Geraniin
- Names: IUPAC name (1R,7R,8S,26R,28S,29R,38R)-1,13,14,15,18,19,20,34,35,39,39-Undecahydroxy-2,5,10,23,31-pentaoxo-6,9,24,27,30,40-hexaoxaoctacyclo[34.3.1.04,38.07,26.08,29.011,16.017,22.032,37]tetraconta-3,1 1,13,15,17,19,21,32,34,36-decaen-28-yl 3,4,5-trihydroxybenzoate

Identifiers
- CAS Number: 60976-49-0;
- 3D model (JSmol): Interactive image;
- ChEBI: CHEBI:5328;
- ChEMBL: ChEMBL506069;
- ChemSpider: 10270376;
- KEGG: C10230;
- PubChem CID: 3001497;

Properties
- Chemical formula: C_{41}H_{28}O_{27}
- Molar mass: 952.64 g/mol
- Density: 2.26 g/mL

= Geraniin =

Geraniin is a dehydroellagitannin found in geraniums. It is found for instance in Geranium thunbergii, which is one of the most popular folk medicines and also an official antidiarrheic drug in Japan. It can also be found in the rind of Nephelium lappaceum (rambutan).

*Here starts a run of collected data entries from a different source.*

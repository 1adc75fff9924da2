use serde::Deserialize;
use tracing::{debug, instrument};

use super::HandlerContext;
use crate::ai::common::complete_json;
use crate::ai::prompts::comparison_prompt;
use crate::ai::ReasoningClient;
use crate::catalog::GroceryItem;
use crate::error::HandlerError;
use crate::messages;
use crate::units::{Money, Quantity, Unit};

#[derive(Deserialize)]
struct ItemsJson {
    #[serde(default)]
    items: Vec<String>,
}

#[derive(Debug, Clone, PartialEq)]
pub struct ComparedItem<'a> {
    pub item: &'a GroceryItem,
    pub per_unit: Money,
    pub calculation: String,
}

#[derive(Debug, Clone, PartialEq)]
pub enum Comparison<'a> {
    /// Prices normalized to one unit, in the order they were asked for.
    Ranked {
        unit: Unit,
        items: Vec<ComparedItem<'a>>,
    },
    /// The items are sold by different kinds of units.
    MixedUnits(Vec<&'a GroceryItem>),
}

fn normalize(item: &GroceryItem, basis: Quantity, unit: Unit) -> ComparedItem<'_> {
    let currency = item.currency.as_str();
    let per_unit = item.price.scale(unit.base_factor() / basis.base());
    let symbol = unit.symbol(false);
    let calculation = if basis == Quantity::new(1.0, unit) {
        format!("{}: {} per {}", item.name, per_unit.display(currency), symbol)
    } else {
        format!(
            "{}: {} ÷ {basis} × 1 {symbol} = {} per {symbol}",
            item.name,
            item.price.display(currency),
            per_unit.display(currency)
        )
    };
    ComparedItem {
        item,
        per_unit,
        calculation,
    }
}

/// Normalizes every item to a common unit (per kg, per liter or per piece).
pub fn compare<'a>(items: &[&'a GroceryItem]) -> Result<Comparison<'a>, HandlerError> {
    if items.len() < 2 {
        return Err(HandlerError::Unusable(
            "a comparison needs at least two catalog items".into(),
        ));
    }

    let bases: Option<Vec<Quantity>> = items.iter().map(|i| i.basis()).collect();
    let Some(bases) = bases else {
        return Ok(Comparison::MixedUnits(items.to_vec()));
    };
    let dimension = bases[0].dimension();
    if bases.iter().any(|b| b.dimension() != dimension) {
        return Ok(Comparison::MixedUnits(items.to_vec()));
    }

    let unit = dimension.comparison_unit();
    let compared = items
        .iter()
        .zip(bases)
        .map(|(&item, basis)| normalize(item, basis, unit))
        .collect();
    Ok(Comparison::Ranked {
        unit,
        items: compared,
    })
}

impl Comparison<'_> {
    pub fn render(&self) -> String {
        match self {
            Comparison::MixedUnits(items) => messages::cannot_compare_units(
                &items
                    .iter()
                    .map(|i| format!("{}: {}", i.name, i.price_label()))
                    .collect::<Vec<_>>(),
            ),
            Comparison::Ranked { unit, items } => render_ranked(*unit, items),
        }
    }
}

fn render_ranked(unit: Unit, items: &[ComparedItem<'_>]) -> String {
    let symbol = unit.symbol(false);
    let mut out = format!("Price per {symbol}:\n");
    for compared in items {
        out.push_str(&format!("- {}\n", compared.calculation));
    }
    out.push('\n');

    let mut ranked: Vec<&ComparedItem<'_>> = items.iter().collect();
    ranked.sort_by_key(|c| c.per_unit);
    let (Some(cheapest), Some(dearest)) = (ranked.first(), ranked.last()) else {
        return out;
    };
    let currency = cheapest.item.currency.as_str();

    if cheapest.per_unit == dearest.per_unit {
        out.push_str(&format!(
            "They all cost the same: {} per {symbol}.",
            cheapest.per_unit.display(currency)
        ));
    } else if ranked.len() == 2 {
        out.push_str(&format!(
            "{} is cheaper than {} by {} per {symbol}.",
            cheapest.item.name,
            dearest.item.name,
            (dearest.per_unit - cheapest.per_unit).display(currency)
        ));
    } else {
        out.push_str(&format!(
            "Cheapest: {} at {} per {symbol}. Most expensive: {} at {} per {symbol}.",
            cheapest.item.name,
            cheapest.per_unit.display(currency),
            dearest.item.name,
            dearest.per_unit.display(currency)
        ));
    }
    out
}

#[instrument(level = "trace", skip(ctx))]
pub async fn answer_comparison_query<C>(
    ctx: &HandlerContext<'_, C>,
    question: &str,
) -> Result<String, HandlerError>
where
    C: ReasoningClient + ?Sized,
{
    let reply: ItemsJson =
        complete_json(ctx.client, &comparison_prompt(ctx.catalog_json), question).await?;
    debug!(items = ?reply.items, "Comparison items");

    let mut found: Vec<&GroceryItem> = Vec::new();
    let mut missing = Vec::new();
    for name in reply.items.iter().filter(|n| !n.trim().is_empty()) {
        match ctx.catalog.find(name) {
            Some(item) if found.iter().any(|f| f.name == item.name) => {}
            Some(item) => found.push(item),
            None => missing.push(messages::not_in_catalog(name.trim())),
        }
    }

    let mut answer = compare(&found)?.render();
    for line in missing {
        answer.push('\n');
        answer.push_str(&line);
    }
    Ok(answer)
}
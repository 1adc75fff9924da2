use anyhow::Result;

#[tokio::main]
async fn main() -> Result<()> {
    pricebot::run().await
}
//! Deterministic shopping-list pricing.
//!
//! The model only tells us which items and quantities were asked for; every
//! amount and the total are computed here.

use serde::Deserialize;
use tracing::{debug, warn};

use crate::catalog::{Catalog, GroceryItem};
use crate::messages;
use crate::units::{format_number, Dimension, Money, Quantity, Unit};

/// A quantity field as models tend to write it: a number or a numeric string.
#[derive(Debug, Clone, Deserialize, PartialEq)]
#[serde(untagged)]
pub enum Amount {
    Number(f64),
    Text(String),
}

impl Amount {
    /// The numeric value, ignoring currency symbols, unit suffixes and
    /// thousands separators in text (`"₹1,250.50"`, `"2kg"`).
    pub fn value(&self) -> Option<f64> {
        match self {
            Amount::Number(n) => Some(*n),
            Amount::Text(t) => t
                .chars()
                .filter(|c| c.is_ascii_digit() || matches!(c, '.' | '-'))
                .collect::<String>()
                .parse()
                .ok(),
        }
    }

    /// Reads any JSON value as an amount; anything that is not a number or
    /// a numeric string gives `None`.
    pub fn from_json(value: &serde_json::Value) -> Option<f64> {
        Amount::deserialize(value).ok()?.value()
    }
}

/// Largest quantity accepted for one line.
pub const MAX_QUANTITY: f64 = 1e6;

/// One entry of the shopping list as extracted from the question.
#[derive(Debug, Clone, Deserialize, PartialEq)]
pub struct RequestedItem {
    pub name: String,
    #[serde(default)]
    pub quantity: Option<Amount>,
    #[serde(default)]
    pub unit: Option<String>,
}

impl RequestedItem {
    pub fn new(name: &str, quantity: f64, unit: &str) -> Self {
        Self {
            name: name.to_string(),
            quantity: Some(Amount::Number(quantity)),
            unit: Some(unit.to_string()),
        }
    }

    /// An item asked about by name only.
    pub fn named(name: &str) -> Self {
        Self {
            name: name.to_string(),
            quantity: None,
            unit: None,
        }
    }

    /// Whether a specific amount was asked for, not just the item.
    pub fn wants_amount(&self) -> bool {
        self.quantity.is_some() || self.unit.as_deref().is_some_and(|u| !u.trim().is_empty())
    }
}

/// How much of an item was asked for.
#[derive(Debug, Clone, Copy, PartialEq)]
pub enum Requested {
    /// A measured amount, converted against the catalog basis.
    Measured(Quantity),
    /// A bare number of catalog packs.
    Multiple(f64),
}

#[derive(Debug, Clone, PartialEq)]
pub struct BillLine {
    pub item: GroceryItem,
    pub requested: Requested,
    pub amount: Money,
    pub calculation: String,
}

impl BillLine {
    pub fn quantity_label(&self) -> String {
        match self.requested {
            Requested::Measured(q) => q.to_string(),
            Requested::Multiple(n) if self.item.unit.is_empty() => format_number(n),
            Requested::Multiple(n) => format!("{} × {}", format_number(n), self.item.unit),
        }
    }
}

#[derive(Debug, Clone, PartialEq)]
pub enum Skipped {
    NotInCatalog(String),
    UnknownUnit { item: String, unit: String },
    UnitMismatch { item: String, requested: String, basis: String },
    InvalidQuantity(String),
}

impl Skipped {
    pub fn describe(&self) -> String {
        match self {
            Skipped::NotInCatalog(name) => format!("{name}: not in the catalog"),
            Skipped::UnknownUnit { item, unit } => format!("{item}: unknown unit \"{unit}\""),
            Skipped::UnitMismatch {
                item,
                requested,
                basis,
            } => format!("{item}: {requested} cannot be priced per {basis}"),
            Skipped::InvalidQuantity(item) => {
                format!("{item}: quantity must be a positive number up to {MAX_QUANTITY}")
            }
        }
    }
}

/// Prices `value` of `item`, where `unit` is what the user wrote (if any).
///
/// With a unit of the same dimension as the catalog basis the amount is
/// `price × requested / basis`. Without a unit, count-based items take the
/// number as pieces and everything else as multiples of the catalog pack.
/// Packs, packets and bags are always multiples of the catalog pack.
pub fn price_line(item: &GroceryItem, value: f64, unit: Option<Unit>) -> Result<BillLine, Skipped> {
    if !value.is_finite() || value <= 0.0 || value > MAX_QUANTITY {
        return Err(Skipped::InvalidQuantity(item.name.clone()));
    }

    let basis = item.basis();
    let measured = match (unit, basis) {
        (Some(Unit::Packet), b) if b.map(|q| q.dimension()) != Some(Dimension::Pack) => None,
        (Some(unit), Some(basis)) if unit.dimension() == basis.dimension() => {
            Some((Quantity::new(value, unit), basis))
        }
        (Some(unit), Some(_)) => {
            return Err(Skipped::UnitMismatch {
                item: item.name.clone(),
                requested: Quantity::new(value, unit).to_string(),
                basis: item.unit.clone(),
            })
        }
        (Some(unit), None) if unit.dimension() != Dimension::Count => {
            return Err(Skipped::UnitMismatch {
                item: item.name.clone(),
                requested: Quantity::new(value, unit).to_string(),
                basis: if item.unit.is_empty() {
                    "unit".to_string()
                } else {
                    item.unit.clone()
                },
            })
        }
        (None, Some(basis)) if basis.dimension() == Dimension::Count => {
            Some((Quantity::new(value, Unit::Piece), basis))
        }
        _ => None,
    };

    let currency = item.currency.as_str();
    let price = item.price.display(currency);
    let line = match measured {
        Some((requested, basis)) => {
            let factor = requested.base() / basis.base();
            let amount = item.price.scale(factor);
            BillLine {
                item: item.clone(),
                requested: Requested::Measured(requested),
                amount,
                calculation: format!(
                    "{}: {requested} ÷ {basis} = {} × {price} = {}",
                    item.name,
                    format_number(factor),
                    amount.display(currency)
                ),
            }
        }
        None => {
            let amount = item.price.scale(value);
            BillLine {
                item: item.clone(),
                requested: Requested::Multiple(value),
                amount,
                calculation: format!(
                    "{}: {} × {price} = {}",
                    item.name,
                    format_number(value),
                    amount.display(currency)
                ),
            }
        }
    };
    Ok(line)
}

/// Prices one extracted entry against its catalog item. A missing quantity
/// means one; a blank unit means none was given.
pub fn price_requested(item: &GroceryItem, entry: &RequestedItem) -> Result<BillLine, Skipped> {
    let value = match &entry.quantity {
        None => 1.0,
        Some(amount) => amount
            .value()
            .ok_or_else(|| Skipped::InvalidQuantity(item.name.clone()))?,
    };
    let unit_text = entry.unit.as_deref().map(str::trim).unwrap_or_default();
    let unit = if unit_text.is_empty() {
        None
    } else {
        Some(Unit::parse(unit_text).ok_or_else(|| Skipped::UnknownUnit {
            item: item.name.clone(),
            unit: unit_text.to_string(),
        })?)
    };
    price_line(item, value, unit)
}

/// Chooses the total to show when the model also declared one.
///
/// The computed total always wins. A declared total that differs by more
/// than one minor unit is logged and returned so the answer can mention the
/// correction.
pub fn reconcile_total(computed: Money, declared: Option<Money>) -> Option<Money> {
    let declared = declared?;
    if declared.minor().abs_diff(computed.minor()) > 1 {
        warn!(
            declared = declared.minor(),
            computed = computed.minor(),
            "Declared total differs from computed sum, using computed"
        );
        Some(declared)
    } else {
        None
    }
}

#[derive(Debug, Clone, PartialEq)]
pub struct Bill {
    pub lines: Vec<BillLine>,
    pub skipped: Vec<Skipped>,
    pub total: Money,
    pub currency: String,
    /// The declared total that was replaced, if any.
    pub corrected_from: Option<Money>,
}

impl Bill {
    /// Prices every entry found in `catalog`. `default_currency` is used
    /// when nothing could be priced.
    pub fn price(
        catalog: &Catalog,
        requested: &[RequestedItem],
        declared_total: Option<f64>,
        default_currency: &str,
    ) -> Bill {
        let mut lines = Vec::new();
        let mut skipped = Vec::new();

        for entry in requested {
            let result = match catalog.find(&entry.name) {
                Some(item) => price_requested(item, entry),
                None => Err(Skipped::NotInCatalog(entry.name.trim().to_string())),
            };
            match result {
                Ok(line) => lines.push(line),
                Err(skip) => skipped.push(skip),
            }
        }

        let total: Money = lines.iter().map(|l| l.amount).sum();
        let currency = lines
            .first()
            .map(|l| l.item.currency.clone())
            .unwrap_or_else(|| catalog.currency(default_currency).to_string());
        let declared = declared_total.and_then(Money::checked_from_major);
        if declared.is_none() && declared_total.is_some() {
            debug!(declared_total = ?declared_total, "Ignoring unusable declared total");
        }
        let corrected_from = reconcile_total(total, declared);
        debug!(
            lines = lines.len(),
            skipped = skipped.len(),
            total = total.minor(),
            "Priced shopping list"
        );

        Bill {
            lines,
            skipped,
            total,
            currency,
            corrected_from,
        }
    }

    /// Markdown breakdown table, numbered calculation steps and the total.
    pub fn render(&self) -> String {
        let currency = self.currency.as_str();
        let mut out = String::new();

        if self.lines.is_empty() {
            out.push_str(messages::NOTHING_PRICED);
            out.push('\n');
        } else {
            out.push_str("| Item | Unit Price | Quantity | Amount |\n");
            out.push_str("|------|------------|----------|--------|\n");
            for line in &self.lines {
                out.push_str(&format!(
                    "| {} | {} | {} | {} |\n",
                    line.item.name,
                    line.item.price_label(),
                    line.quantity_label(),
                    line.amount.display(&line.item.currency)
                ));
            }
            out.push('\n');
            out.push_str(messages::CALCULATION_HEADER);
            out.push('\n');
            for (idx, line) in self.lines.iter().enumerate() {
                out.push_str(&format!("{}. {}\n", idx + 1, line.calculation));
            }
        }

        if !self.skipped.is_empty() {
            out.push('\n');
            out.push_str(messages::NOT_PRICED_HEADER);
            out.push('\n');
            for skip in &self.skipped {
                out.push_str(&format!("- {}\n", skip.describe()));
            }
        }

        if let Some(declared) = self.corrected_from {
            out.push('\n');
            out.push_str(&messages::corrected_total(
                &declared.display(currency),
                &self.total.display(currency),
            ));
            out.push('\n');
        }

        out.push_str(&format!("\n**Total: {}**", self.total.display(currency)));
        out
    }
}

It mediates apoptosis by cleavage of focal adhesion kinase through up-regulation of Fas ligand expression in human melanoma cells.

Geraniin has also been shown to possess immunomodularity properties, as it inhibits tumor necrosis factor-alpha, and NF-κB in ovarian cancer cells.

Geraniin was studied for its anticancer activity and shown to target apoptosis via inactivation of PI3K/Akt/mTOR signaling pathway involving NF-κB when treated against HT-29 human colorectal adenocarcinoma cells.

It is formed with one hexahydroxydiphenic acid unit, one modified hexahydroxydiphenic acid unit (dehydrohexahydroxydiphenic acid or DHHDP) and one gallic acid unit linked to a glucose molecule. It is forming an equilibrium mixture of six-membered hemi-ketal and five-membered hemi-ketal forms.

Chebulagic acid is formed from geraniin through a glutathione-mediated conversion.